Directions for this task: The records should be written out in full, with nothing altered.

┌──

#[test]
fn test_process_socket_updates_flow_common_difference_ok() {
    reset_time();
    let mut message_boxes = MessageBoxes::new();

    message_boxes.set_state(state(12, 34, 56, 78));
    message_boxes.try_begin_get_diff(super::Key::Common);

    assert_eq!(
        message_boxes.get_difference(),
        Some(get_difference(12, 56, 78))
    );
    assert_eq!(
        message_boxes.process_updates(updates(NO_DATE, NO_SEQ, 57)),
        updates_ok(12, 34, 57)
    );
}

#[test]
fn test_process_socket_updates_flow_common_ok() {
    reset_time();
    let mut message_boxes = MessageBoxes::new();

    message_boxes.set_state(state(12, 34, 56, 78));

    assert_eq!(
        message_boxes.process_updates(updates(NO_DATE, NO_SEQ, 57)),
        updates_ok(12, 34, 57)
    );
    assert_eq!(
        message_boxes.process_updates(updates(NO_DATE, 35, 58)),
        updates_ok(12, 35, 58)
    );
    assert_eq!(
        message_boxes.process_updates(updates(13, 36, 59)),
        updates_ok(13, 36, 59)
    );
    assert_eq!(
        message_boxes.process_updates(updates(14, NO_SEQ, 60)),
        updates_ok(14, 36, 60)
    );
}

#[test]
fn test_process_socket_updates_flow_common_seq_gap() {
    reset_time();
    let mut message_boxes = MessageBoxes::new();

    message_boxes.set_state(state(12, 34, 56, 78));

    assert_eq!(message_boxes.process_updates(updates(13, 36, 57)), Err(Gap));
    assert_eq!(
        message_boxes.get_difference(),
        Some(get_difference(12, 56, 78))
    );
}

#[test]
fn test_process_socket_updates_flow_common_pts_possible_gap_resolves() {
    reset_time();
    let mut message_boxes = MessageBoxes::new();

    message_boxes.set_state(state(12, 34, 56, 78));

    // No additional updates before gap resolves.
    assert_eq!(
        message_boxes.process_updates(updates(NO_DATE, NO_SEQ, 58)),
        Ok((Vec::new(), Vec::new(), Vec::new()))
    );
    advance_time_by(POSSIBLE_GAP_TIMEOUT / 2);
    message_boxes.check_deadlines();
    assert_eq!(
        message_boxes.process_updates(updates(NO_DATE, NO_SEQ, 57)),
        merge_updates(vec![updates_ok(12, 34, 57), updates_ok(12, 34, 58)])
    );

    // One additional update before gap resolves.
    assert_eq!(
        message_boxes.process_updates(updates(NO_DATE, NO_SEQ, 61)),
        Ok((Vec::new(), Vec::new(), Vec::new()))
    );
    advance_time_by(POSSIBLE_GAP_TIMEOUT / 4);
    message_boxes.check_deadlines();
    assert_eq!(
        message_boxes.process_updates(updates(NO_DATE, NO_SEQ, 60)),
        Ok((Vec::new(), Vec::new(), Vec::new()))
    );
    advance_time_by(POSSIBLE_GAP_TIMEOUT / 4);
    message_boxes.check_deadlines();
    assert_eq!(
        message_boxes.process_updates(updates(NO_DATE, NO_SEQ, 59)),
        merge_updates(vec![
            updates_ok(12, 34, 59),
            updates_ok(12, 34, 60),
            updates_ok(12, 34, 61),
        ])
    );
}

#[test]
fn test_process_socket_updates_flow_common_pts_gap() {
    reset_time();
    let mut message_boxes = MessageBoxes::new();

    message_boxes.set_state(state(12, 34, 56, 78));

    assert_eq!(
        message_boxes.process_updates(updates(NO_DATE, NO_SEQ, 58)),
        Ok((Vec::new(), Vec::new(), Vec::new()))
    );
    advance_time_by(3 * (POSSIBLE_GAP_TIMEOUT / 2));
    assert_eq!(message_boxes.get_difference(), None);
    message_boxes.check_deadlines();
    assert_eq!(
        message_boxes.get_difference(),
        Some(get_difference(12, 56, 78))
    );
}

└──

Response to the task:
#[test]
fn test_process_socket_updates_flow_common_difference_ok() {
    reset_time();
    let mut message_boxes = MessageBoxes::new();

    message_boxes.set_state(state(12, 34, 56, 78));
    message_boxes.try_begin_get_diff(super::Key::Common);

    assert_eq!(
        message_boxes.get_difference(),
        Some(get_difference(12, 56, 78))
    );
    assert_eq!(
        message_boxes.process_updates(updates(NO_DATE, NO_SEQ, 57)),
        updates_ok(12, 34, 57)
    );
}

#[test]
fn test_process_socket_updates_flow_common_ok() {
    reset_time();
    let mut message_boxes = MessageBoxes::new();

    message_boxes.set_state(state(12, 34, 56, 78));

    assert_eq!(
        message_boxes.process_updates(updates(NO_DATE, NO_SEQ, 57)),
        updates_ok(12, 34, 57)
    );
    assert_eq!(
        message_boxes.process_updates(updates(NO_DATE, 35, 58)),
        updates_ok(12, 35, 58)
    );
    assert_eq!(
        message_boxes.process_updates(updates(13, 36, 59)),
        updates_ok(13, 36, 59)
    );
    assert_eq!(
        message_boxes.process_updates(updates(14, NO_SEQ, 60)),
        updates_ok(14, 36, 60)
    );
}

#[test]
fn test_process_socket_updates_flow_common_seq_gap() {
    reset_time();
    let mut message_boxes = MessageBoxes::new();

    message_boxes.set_state(state(12, 34, 56, 78));

    assert_eq!(message_boxes.process_updates(updates(13, 36, 57)), Err(Gap));
    assert_eq!(
        message_boxes.get_difference(),
        Some(get_difference(12, 56, 78))
    );
}

#[test]
fn test_process_socket_updates_flow_common_pts_possible_gap_resolves() {
    reset_time();
    let mut message_boxes = MessageBoxes::new();

    message_boxes.set_state(state(12, 34, 56, 78));

    // No additional updates before gap resolves.
    assert_eq!(
        message_boxes.process_updates(updates(NO_DATE, NO_SEQ, 58)),
        Ok((Vec::new(), Vec::new(), Vec::new()))
    );
    advance_time_by(POSSIBLE_GAP_TIMEOUT / 2);
    message_boxes.check_deadlines();
    assert_eq!(
        message_boxes.process_updates(updates(NO_DATE, NO_SEQ, 57)),
        merge_updates(vec![updates_ok(12, 34, 57), updates_ok(12, 34, 58)])
    );

    // One additional update before gap resolves.
    assert_eq!(
        message_boxes.process_updates(updates(NO_DATE, NO_SEQ, 61)),
        Ok((Vec::new(), Vec::new(), Vec::new()))
    );
    advance_time_by(POSSIBLE_GAP_TIMEOUT / 4);
    message_boxes.check_deadlines();
    assert_eq!(
        message_boxes.process_updates(updates(NO_DATE, NO_SEQ, 60)),
        Ok((Vec::new(), Vec::new(), Vec::new()))
    );
    advance_time_by(POSSIBLE_GAP_TIMEOUT / 4);
    message_boxes.check_deadlines();
    assert_eq!(
        message_boxes.process_updates(updates(NO_DATE, NO_SEQ, 59)),
        merge_updates(vec![
            updates_ok(12, 34, 59),
            updates_ok(12, 34, 60),
            updates_ok(12, 34, 61),
        ])
    );
}

#[test]
fn test_process_socket_updates_flow_common_pts_gap() {
    reset_time();
    let mut message_boxes = MessageBoxes::new();

    message_boxes.set_state(state(12, 34, 56, 78));

    assert_eq!(
        message_boxes.process_updates(updates(NO_DATE, NO_SEQ, 58)),
        Ok((Vec::new(), Vec::new(), Vec::new()))
    );
    advance_time_by(3 * (POSSIBLE_GAP_TIMEOUT / 2));
    assert_eq!(message_boxes.get_difference(), None);
    message_boxes.check_deadlines();
    assert_eq!(
        message_boxes.get_difference(),
        Some(get_difference(12, 56, 78))
    );
}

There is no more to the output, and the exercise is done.